China with 3,388 professionals was Vinexpo’s largest non-French visitor, up 13.9% compared to 2011. Japan was represented with 427 visitors, up 17.63%. And beyond these two leaders, Vinexpo attracted more and more Asian visitors: India, up 32.7%, Taiwan, up 4.5%, Vietnam, up 20.4% and Malaysia, up 21.1%.
“In five intense days, featuring very active exhibitors, top flight tastings and quality business contacts hailed by the attendees themselves, Vinexpo clearly demonstrated why it is the world’s leading professional wine and spirits gathering,” stated the official news release.
Robert Beynat (CEO of Vinexpo until next September), declared,
“The number and quality of exchanges, the excitement in the halls, the commands initiated… This Vinexpo is a relaunch sign for the industry”
Exhibitor and visitor feedback, however, was less positive than official reports indicated and there appeared to be fewer people in the exhibition alleys than in previous years. Some criticisms were also received about the organization itself: problems of access, difficulties in setting up stands, infrastructure and so on.
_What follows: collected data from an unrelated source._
//! Availability Projector
//!
//! 组合排期解析与时段占用，回答 "某天还能订什么"。
//! 每个时段：可用桌台 = 活跃桌台 − 该时段被占桌台，
//! 容量 = 可用桌台的容量之和。

use crate::booking::occupancy::SlotOccupancy;
use crate::booking::schedule::DaySchedule;
use crate::db::models::Table;
use chrono::NaiveDate;
use serde::Serialize;

/// Per-slot availability for display
#[derive(Debug, Clone, Serialize, PartialEq, Eq)]
pub struct SlotAvailability {
    pub hour: String,
    /// 可用桌台容量之和
    pub capacity: u32,
    /// 可用桌号，升序
    pub available_tables: Vec<u32>,
}

/// Availability of one calendar date
#[derive(Debug, Clone, Serialize)]
pub struct DayAvailability {
    pub date: NaiveDate,
    /// 闭店日为空列表
    pub time_slots: Vec<SlotAvailability>,
}

/// Project availability from resolved schedule + per-slot occupancy.
///
/// `occupancy_for` 按时段小时字符串产出该时段的占用。
pub fn project_day<F>(
    date: NaiveDate,
    schedule: &DaySchedule,
    active_tables: &[Table],
    mut occupancy_for: F,
) -> DayAvailability
where
    F: FnMut(&str) -> SlotOccupancy,
{
    let time_slots = schedule
        .slots()
        .iter()
        .map(|slot| {
            let occupancy = occupancy_for(&slot.hour);
            project_slot(&slot.hour, active_tables, &occupancy)
        })
        .collect();

    DayAvailability { date, time_slots }
}

/// Availability of a single slot
pub fn project_slot(
    hour: &str,
    active_tables: &[Table],
    occupancy: &SlotOccupancy,
) -> SlotAvailability {
    let mut available: Vec<&Table> = active_tables
        .iter()
        .filter(|t| t.is_active && !occupancy.occupied_tables.contains(&t.number))
        .collect();
    available.sort_by_key(|t| t.number);

    SlotAvailability {
        hour: hour.to_string(),
        capacity: available.iter().map(|t| t.capacity).sum(),
        available_tables: available.iter().map(|t| t.number).collect(),
    }
}

#[cfg(test)]
mod tests {
    use super::*;
    use crate::db::models::TimeSlot;
    use std::collections::BTreeSet;

    fn make_tables() -> Vec<Table> {
        vec![Table::new(1, 2), Table::new(2, 4), Table::new(3, 6)]
    }

    fn occupancy(tables: &[u32]) -> SlotOccupancy {
        SlotOccupancy {
            occupied_tables: tables.iter().copied().collect::<BTreeSet<u32>>(),
            total_guests: 0,
        }
    }

    #[test]
    fn test_occupied_tables_removed_from_slot() {
        let slot = project_slot("13:00", &make_tables(), &occupancy(&[2]));
        assert_eq!(slot.available_tables, vec![1, 3]);
        assert_eq!(slot.capacity, 8);
    }

    #[test]
    fn test_slot_exactness() {
        // 14:00 的占用不影响 13:00 的投影
        let date = NaiveDate::from_ymd_opt(2026, 9, 1).unwrap();
        let schedule = DaySchedule::Open(vec![
            TimeSlot::new("13:00", 30),
            TimeSlot::new("14:00", 30),
        ]);

        let day = project_day(date, &schedule, &make_tables(), |hour| {
            if hour == "14:00" {
                occupancy(&[1, 2, 3])
            } else {
                occupancy(&[])
            }
        });

        assert_eq!(day.time_slots[0].available_tables, vec![1, 2, 3]);
        assert_eq!(day.time_slots[0].capacity, 12);
        assert!(day.time_slots[1].available_tables.is_empty());
        assert_eq!(day.time_slots[1].capacity, 0);
    }

    #[test]
    fn test_closed_day_has_no_slots() {
        let date = NaiveDate::from_ymd_opt(2026, 8, 31).unwrap();
        let day = project_day(date, &DaySchedule::Closed, &make_tables(), |_| {
            occupancy(&[])
        });
        assert!(day.time_slots.is_empty());
    }

    #[test]
    fn test_inactive_tables_never_available() {
        let mut tables = make_tables();
        tables[2].is_active = false;
        let slot = project_slot("13:00", &tables, &occupancy(&[]));
        assert_eq!(slot.available_tables, vec![1, 2]);
        assert_eq!(slot.capacity, 6);
    }
}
Could the fact of Asian Vinexpos now taking place in HK, Mainland China and Japan be the reason for fewer business visitors to Bordeaux? If visitors are not showing up in Bordeaux, Vinexpo must go where the new markets are. Or maybe the rise of the Dusseldorf fair which has made great strides is hurting Vinexpo?
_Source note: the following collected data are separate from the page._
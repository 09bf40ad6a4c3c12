//! Gift Card Repository

use super::{BaseRepository, RepoError, RepoResult};
use crate::db::models::{GiftCard, GiftCardFilter, GiftCardStatus};
use rust_decimal::Decimal;
use surrealdb::{RecordId, Surreal};
use surrealdb::engine::local::Db;

const TABLE: &str = "gift_card";

#[derive(Clone)]
pub struct GiftCardRepository {
    base: BaseRepository,
}

impl GiftCardRepository {
    pub fn new(db: Surreal<Db>) -> Self {
        Self {
            base: BaseRepository::new(db),
        }
    }

    /// List gift cards, newest first, with optional filters
    pub async fn find_filtered(&self, filter: GiftCardFilter) -> RepoResult<Vec<GiftCard>> {
        let mut query = String::from("SELECT * FROM gift_card WHERE true");
        if filter.name.is_some() {
            query.push_str(" AND string::lowercase(recipient_name) CONTAINS string::lowercase($name)");
        }
        if filter.code.is_some() {
            query.push_str(" AND string::lowercase(code) CONTAINS string::lowercase($code)");
        }
        if filter.unused == Some(true) {
            query.push_str(" AND status = 'active'");
        }
        if filter.restaurant_id.is_some() {
            query.push_str(" AND restaurant_id = $rid");
        }
        query.push_str(" ORDER BY created_at DESC");

        let mut q = self.base.db().query(query);
        if let Some(name) = filter.name {
            q = q.bind(("name", name));
        }
        if let Some(code) = filter.code {
            q = q.bind(("code", code));
        }
        if let Some(rid) = filter.restaurant_id {
            q = q.bind(("rid", rid));
        }

        let cards: Vec<GiftCard> = q.await?.take(0)?;
        Ok(cards)
    }

    /// Find by record id, scoped to a restaurant
    pub async fn find_by_id_for_restaurant(
        &self,
        id: &str,
        restaurant_id: &str,
    ) -> RepoResult<Option<GiftCard>> {
        let thing: RecordId = id
            .parse()
            .map_err(|_| RepoError::Validation(format!("Invalid ID: {}", id)))?;
        let card: Option<GiftCard> = self.base.db().select(thing).await?;
        Ok(card.filter(|c| c.restaurant_id == restaurant_id))
    }

    /// Find by code, scoped to a restaurant
    pub async fn find_by_code_for_restaurant(
        &self,
        code: &str,
        restaurant_id: &str,
    ) -> RepoResult<Option<GiftCard>> {
        let mut result = self
            .base
            .db()
            .query("SELECT * FROM gift_card WHERE code = $code AND restaurant_id = $rid LIMIT 1")
            .bind(("code", code.to_string()))
            .bind(("rid", restaurant_id.to_string()))
            .await?;
        let cards: Vec<GiftCard> = result.take(0)?;
        Ok(cards.into_iter().next())
    }

    /// Find by payment intent (confirm 幂等性检查)
    pub async fn find_by_payment_intent(&self, intent_id: &str) -> RepoResult<Option<GiftCard>> {
        let mut result = self
            .base
            .db()
            .query("SELECT * FROM gift_card WHERE payment_intent_id = $pid LIMIT 1")
            .bind(("pid", intent_id.to_string()))
            .await?;
        let cards: Vec<GiftCard> = result.take(0)?;
        Ok(cards.into_iter().next())
    }

    /// Persist a new gift card (code 唯一索引冲突 → Duplicate)
    pub async fn create(&self, card: GiftCard) -> RepoResult<GiftCard> {
        let created: Option<GiftCard> = self.base.db().create(TABLE).content(card).await?;
        created.ok_or_else(|| RepoError::Database("Failed to create gift card".to_string()))
    }

    /// Update status and used amount after a redeem / use / expiry transition
    pub async fn update_usage(
        &self,
        id: &RecordId,
        status: GiftCardStatus,
        used_amount: Decimal,
    ) -> RepoResult<GiftCard> {
        self.base
            .db()
            .query("UPDATE $thing SET status = $status, used_amount = $used")
            .bind(("thing", id.clone()))
            .bind(("status", status))
            .bind(("used", used_amount))
            .await?;

        let card: Option<GiftCard> = self.base.db().select(id.clone()).await?;
        card.ok_or_else(|| RepoError::NotFound(format!("Gift card {} not found", id)))
    }
}
//! Database Module
//!
//! Embedded SurrealDB: connection setup, schema definitions and seed data.

pub mod models;
pub mod repository;
pub mod seed;

use crate::core::ServerError;
use surrealdb::Surreal;
use surrealdb::engine::local::{Db, Mem, RocksDb};

/// Database service — owns the embedded SurrealDB handle
#[derive(Clone)]
pub struct DbService {
    pub db: Surreal<Db>,
}

impl DbService {
    /// Open the on-disk database (RocksDB backend) and apply schema
    pub async fn new(db_path: &str) -> Result<Self, ServerError> {
        let db: Surreal<Db> = Surreal::new::<RocksDb>(db_path).await?;
        db.use_ns("reserva").use_db("reserva").await?;

        apply_schema(&db).await?;
        tracing::info!("Database ready at {}", db_path);

        Ok(Self { db })
    }

    /// Open an in-memory database (tests)
    pub async fn in_memory() -> Result<Self, ServerError> {
        let db: Surreal<Db> = Surreal::new::<Mem>(()).await?;
        db.use_ns("reserva").use_db("test").await?;

        apply_schema(&db).await?;
        Ok(Self { db })
    }
}

/// Apply table and index definitions.
///
/// 唯一索引承担两个约束：
/// - `confirmation_code` 全局唯一 (冲突时重试生成)
/// - `gift_card.code` 全局唯一
async fn apply_schema(db: &Surreal<Db>) -> Result<(), ServerError> {
    db.query(
        r#"
        DEFINE TABLE IF NOT EXISTS restaurant SCHEMALESS;
        DEFINE INDEX IF NOT EXISTS uniq_restaurant_slug ON TABLE restaurant FIELDS slug UNIQUE;

        DEFINE TABLE IF NOT EXISTS booking SCHEMALESS;
        DEFINE INDEX IF NOT EXISTS uniq_confirmation_code ON TABLE booking FIELDS confirmation_code UNIQUE;
        DEFINE INDEX IF NOT EXISTS idx_booking_slot ON TABLE booking FIELDS restaurant_id, date, time;
        DEFINE INDEX IF NOT EXISTS idx_booking_customer ON TABLE booking FIELDS customer_email;

        DEFINE TABLE IF NOT EXISTS gift_card SCHEMALESS;
        DEFINE INDEX IF NOT EXISTS uniq_gift_card_code ON TABLE gift_card FIELDS code UNIQUE;
        "#,
    )
    .await?;
    Ok(())
}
“New and upcoming fairs in Europe and Asia, notwithstanding, Vinexpo in Bordeaux is the first international exhibition of wines and spirits, and I invariably come away thinking what a worthwhile experience it is,” said Reva K. Singh, editor in chief of Sommelier India. “The Indian market is unique and very challenging. Most major Indian wine importers and distributors were participating and I met several of them during the two-and-a-half days I was there.”
Sommelier India WINE was present with a 1,000 copies of the magazine available at the international press stand.